//! Playback Position Node
//!
//! Wraps a one-shot buffer source so its playback position can be read back.
//! The assigned buffer is augmented with a ramp channel (see
//! [`encoder`](crate::playback::encoder)); while playing, the ramp is routed
//! to an analyser tap and never to the audible output:
//!
//! ```text
//! source ──► splitter ──┬─ ch 0..n ──► out (merger) ──► downstream
//!                       └─ ch n ─────► analyser (position tap)
//! ```
//!
//! Buffer sources rewind their bookkeeping when they finish, so the tap reads
//! zero after a completed play. Completion is therefore tracked explicitly
//! and reported as position `1.0`.

use std::sync::Arc;

use parking_lot::Mutex;

use crate::engine::buffer::AudioBuffer;
use crate::engine::context::{EndedHandler, NodeId, RenderContext, MAX_CHANNELS};
use crate::error::{Result, RetrogradeError};
use crate::playback::encoder::encode_position_channel;
use crate::playback::options::{ensure_finite, PlaybackOptions};

/// Callback fired when a session plays to the end of its buffer
pub type CompletionHandler = Box<dyn FnMut() + Send>;

/// Bookkeeping shared with the engine's ended handler
#[derive(Debug, Default)]
struct SessionState {
    /// Incremented for every started session; stale handlers compare against it
    generation: u64,
    has_started: bool,
    is_playing: bool,
    has_completed: bool,
    /// Current session was ended by `stop`, not by reaching the end
    stopped: bool,
    /// Context time the current session begins at; the tap only reflects
    /// the session once rendering has passed it
    started_at: f64,
    /// Position the current session was started from
    start_position: f64,
}

/// A replaceable callback that can be fired without holding its lock
pub(crate) struct HandlerSlot<H> {
    handler: Option<H>,
    /// Bumped on every replacement so a running handler is not restored over a newer one
    version: u64,
}

impl<H> Default for HandlerSlot<H> {
    fn default() -> Self {
        Self {
            handler: None,
            version: 0,
        }
    }
}

impl<H> HandlerSlot<H> {
    pub(crate) fn replace(&mut self, handler: Option<H>) {
        self.handler = handler;
        self.version += 1;
    }
}

/// Take the handler out of `slot`, run `call` on it unlocked, then put it back
/// unless it was replaced in the meantime
pub(crate) fn fire_handler<H>(slot: &Mutex<HandlerSlot<H>>, call: impl FnOnce(&mut H)) {
    let (taken, version) = {
        let mut slot = slot.lock();
        (slot.handler.take(), slot.version)
    };
    if let Some(mut handler) = taken {
        call(&mut handler);
        let mut slot = slot.lock();
        if slot.version == version {
            slot.handler = Some(handler);
        }
    }
}

/// A buffer source whose normalized playback position can be recovered
pub struct PlaybackPositionNode {
    context: Arc<dyn RenderContext>,
    splitter: NodeId,
    out: NodeId,
    analyser: NodeId,
    /// Augmented buffer (original channels plus the ramp)
    buffer: Option<Arc<AudioBuffer>>,
    raw_channels: usize,
    source: Option<NodeId>,
    options: PlaybackOptions,
    session: Arc<Mutex<SessionState>>,
    onended: Arc<Mutex<HandlerSlot<CompletionHandler>>>,
}

impl PlaybackPositionNode {
    /// Create the node and its permanent splitter, output merger and analyser
    ///
    /// # Errors
    /// `InvalidParameter` for a negative or non-finite rate, a non-finite
    /// detune, or an analyser window the context rejects.
    pub fn new(context: Arc<dyn RenderContext>, options: PlaybackOptions) -> Result<Self> {
        validate_rate(options.playback_rate)?;
        ensure_finite("detune", options.detune)?;

        let analyser = context.create_analyser(options.fft_size)?;
        let splitter = match context.create_channel_splitter(MAX_CHANNELS) {
            Ok(node) => node,
            Err(e) => {
                release_all(context.as_ref(), &[analyser]);
                return Err(e);
            }
        };
        let out = match context.create_channel_merger(MAX_CHANNELS) {
            Ok(node) => node,
            Err(e) => {
                release_all(context.as_ref(), &[analyser, splitter]);
                return Err(e);
            }
        };

        Ok(Self {
            context,
            splitter,
            out,
            analyser,
            buffer: None,
            raw_channels: 0,
            source: None,
            options,
            session: Arc::new(Mutex::new(SessionState::default())),
            onended: Arc::new(Mutex::new(HandlerSlot::default())),
        })
    }

    /// Assign the buffer to play, replacing any previous one
    ///
    /// A running session is stopped first without firing the completion
    /// handler. Position reads `0.0` until the next start.
    pub fn set_signal(&mut self, signal: &AudioBuffer) -> Result<()> {
        let augmented = encode_position_channel(signal)?;
        self.assign_augmented(augmented)
    }

    /// Assign a buffer that already carries its trailing position channel
    ///
    /// Routing changes come first. If they fail, or the running session
    /// cannot be stopped, the previous routing, buffer and source are kept.
    pub(crate) fn assign_augmented(&mut self, augmented: AudioBuffer) -> Result<()> {
        let raw_channels = augmented.num_channels() - 1;
        let rewire = self.buffer.is_none() || raw_channels != self.raw_channels;
        if rewire {
            if let Err(e) = self.wire_channels(raw_channels) {
                self.restore_wiring();
                return Err(e);
            }
        }

        if let Err(e) = self.stop() {
            if rewire {
                self.restore_wiring();
            }
            return Err(e);
        }
        if let Some(previous) = self.source.take() {
            release_all(self.context.as_ref(), &[previous]);
        }

        tracing::debug!(
            channels = raw_channels,
            frames = augmented.len(),
            duration_secs = augmented.duration_secs(),
            "position node signal assigned"
        );

        self.buffer = Some(Arc::new(augmented));
        self.raw_channels = raw_channels;
        {
            let mut session = self.session.lock();
            session.has_started = false;
            session.has_completed = false;
        }
        Ok(())
    }

    /// Route audible channels to the output and the ramp to the analyser
    fn wire_channels(&self, raw_channels: usize) -> Result<()> {
        self.context.disconnect(self.splitter)?;
        for channel in 0..raw_channels {
            self.context
                .connect(self.splitter, channel, self.out, channel)?;
        }
        self.context
            .connect(self.splitter, raw_channels, self.analyser, 0)
    }

    /// Put back the routing of the current buffer after a failed rewire
    fn restore_wiring(&self) {
        if self.buffer.is_none() {
            return;
        }
        if let Err(e) = self.wire_channels(self.raw_channels) {
            tracing::warn!(error = %e, "failed to restore position node routing");
        }
    }

    /// Start playing from the beginning, now
    pub fn start(&mut self) -> Result<()> {
        self.start_at(0.0, 0.0, None)
    }

    /// Start a new session at context time `when`, `offset` seconds into the
    /// buffer, for at most `duration` seconds
    ///
    /// Only the latest session is tracked: a session that is still running is
    /// stopped once the new one has been scheduled.
    ///
    /// # Errors
    /// `NoSignal` if no buffer has been assigned. On any error the node's
    /// previous session is left untouched.
    pub fn start_at(&mut self, when: f64, offset: f64, duration: Option<f64>) -> Result<()> {
        let buffer = self.buffer.clone().ok_or(RetrogradeError::NoSignal {
            node: "PlaybackPositionNode",
        })?;

        let duration_secs = buffer.duration_secs();
        let source = self.context.create_buffer_source(buffer);
        let generation = self.session.lock().generation + 1;

        if let Err(e) = self.schedule(source, generation, when, offset, duration) {
            release_all(self.context.as_ref(), &[source]);
            return Err(e);
        }

        let started_at = self.context.current_time().max(when);
        let start_position = (offset / duration_secs).clamp(0.0, 1.0);

        let previous = self.source.replace(source);
        let was_playing = {
            let mut session = self.session.lock();
            let was_playing = session.is_playing;
            session.generation = generation;
            session.has_started = true;
            session.is_playing = true;
            session.has_completed = false;
            session.stopped = false;
            session.started_at = started_at;
            session.start_position = start_position;
            was_playing
        };

        if let Some(previous) = previous {
            if was_playing {
                if let Err(e) = self.context.stop_source(previous) {
                    tracing::warn!(error = %e, "failed to stop replaced session");
                }
            }
            release_all(self.context.as_ref(), &[previous]);
        }

        tracing::debug!(generation, when, offset, ?duration, "position node started");
        Ok(())
    }

    fn schedule(
        &self,
        source: NodeId,
        generation: u64,
        when: f64,
        offset: f64,
        duration: Option<f64>,
    ) -> Result<()> {
        self.context
            .set_playback_rate(source, self.options.playback_rate)?;
        self.context.set_detune(source, self.options.detune)?;
        self.context.connect(source, 0, self.splitter, 0)?;
        self.context
            .set_onended(source, Some(self.completion_hook(generation)))?;
        self.context.start_source(source, when, offset, duration)
    }

    /// Engine handler for one session: records natural completion and
    /// forwards it to the registered completion handler
    fn completion_hook(&self, generation: u64) -> EndedHandler {
        let session = Arc::clone(&self.session);
        let slot = Arc::clone(&self.onended);

        Box::new(move || {
            {
                let mut state = session.lock();
                if state.generation != generation || state.stopped {
                    return;
                }
                state.is_playing = false;
                state.has_completed = true;
            }
            tracing::debug!(generation, "position node played to completion");

            fire_handler(&slot, |handler| handler());
        })
    }

    /// Stop the running session
    ///
    /// Stopping a node that is not playing is a no-op. An explicit stop never
    /// fires the completion handler.
    pub fn stop(&mut self) -> Result<()> {
        if !self.session.lock().is_playing {
            return Ok(());
        }

        let source = self.source.ok_or(RetrogradeError::NoSession)?;
        {
            let mut session = self.session.lock();
            session.is_playing = false;
            session.stopped = true;
        }
        self.context.stop_source(source)?;

        tracing::debug!("position node stopped");
        Ok(())
    }

    /// Set the playback rate for the live session and every later one
    ///
    /// # Errors
    /// `InvalidParameter` for negative or non-finite rates.
    pub fn set_playback_rate(&mut self, rate: f32) -> Result<()> {
        validate_rate(rate)?;
        if let Some(source) = self.live_source() {
            self.context.set_playback_rate(source, rate)?;
        }
        self.options.playback_rate = rate;
        tracing::trace!(rate, "position node playback rate");
        Ok(())
    }

    /// Set the detune in cents for the live session and every later one
    pub fn set_detune(&mut self, cents: f32) -> Result<()> {
        ensure_finite("detune", cents)?;
        if let Some(source) = self.live_source() {
            self.context.set_detune(source, cents)?;
        }
        self.options.detune = cents;
        tracing::trace!(cents, "position node detune");
        Ok(())
    }

    /// Replace the handler fired on natural completion
    pub fn set_onended(&mut self, handler: Option<CompletionHandler>) {
        self.onended.lock().replace(handler);
    }

    /// Approximate fraction of the buffer played, in `[0, 1]`
    ///
    /// `0.0` before the first start and `1.0` once a session completed
    /// naturally. Until the context has rendered past the session's start,
    /// the start offset as a fraction of the buffer. Otherwise the newest
    /// ramp sample seen by the analyser, which lags real playback by up to
    /// one render quantum.
    pub fn playback_position(&self) -> Result<f64> {
        let now = self.context.current_time();
        {
            let session = self.session.lock();
            if session.has_completed {
                return Ok(1.0);
            }
            if !session.has_started {
                return Ok(0.0);
            }
            // The tap still holds the previous session's samples
            if now <= session.started_at {
                return Ok(session.start_position);
            }
        }

        let mut holder = [0.0_f32; 1];
        self.context
            .get_float_time_domain_data(self.analyser, &mut holder)?;
        Ok((holder[0] as f64).clamp(0.0, 1.0))
    }

    /// Route the audible output into `input` of `destination`
    pub fn connect(&self, destination: NodeId, input: usize) -> Result<()> {
        self.context.connect(self.out, 0, destination, input)
    }

    /// Remove every connection from the audible output
    pub fn disconnect(&self) -> Result<()> {
        self.context.disconnect(self.out)
    }

    pub fn is_playing(&self) -> bool {
        self.session.lock().is_playing
    }

    /// True once the latest session played to the end of its buffer
    pub fn has_completed(&self) -> bool {
        self.session.lock().has_completed
    }

    pub fn has_signal(&self) -> bool {
        self.buffer.is_some()
    }

    /// Duration of the assigned buffer in seconds
    pub fn duration_secs(&self) -> Option<f64> {
        self.buffer.as_ref().map(|b| b.duration_secs())
    }

    /// The augmented buffer, including the trailing position channel
    pub fn augmented_buffer(&self) -> Option<&AudioBuffer> {
        self.buffer.as_deref()
    }

    pub fn options(&self) -> PlaybackOptions {
        self.options
    }

    /// The output merger node
    pub fn output(&self) -> NodeId {
        self.out
    }

    fn live_source(&self) -> Option<NodeId> {
        if self.session.lock().is_playing {
            self.source
        } else {
            None
        }
    }
}

impl Drop for PlaybackPositionNode {
    fn drop(&mut self) {
        self.session.lock().stopped = true;

        let mut nodes = vec![self.splitter, self.out, self.analyser];
        nodes.extend(self.source.take());
        release_all(self.context.as_ref(), &nodes);
    }
}

fn validate_rate(rate: f32) -> Result<()> {
    ensure_finite("playback_rate", rate)?;
    if rate < 0.0 {
        return Err(RetrogradeError::InvalidParameter {
            name: "playback_rate",
            reason: format!("position nodes only play forward, got {}", rate),
        });
    }
    Ok(())
}

fn release_all(context: &dyn RenderContext, nodes: &[NodeId]) {
    for &node in nodes {
        if let Err(e) = context.release(node) {
            tracing::warn!(error = %e, ?node, "failed to release render node");
        }
    }
}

**WHAT IS BEING ASKED:** Show all lines from the records above where the word "encoder" occurs.

**TASK RESPONSE:**
//! [`encoder`](crate::playback::encoder)); while playing, the ramp is routed
use crate::playback::encoder::encode_position_channel;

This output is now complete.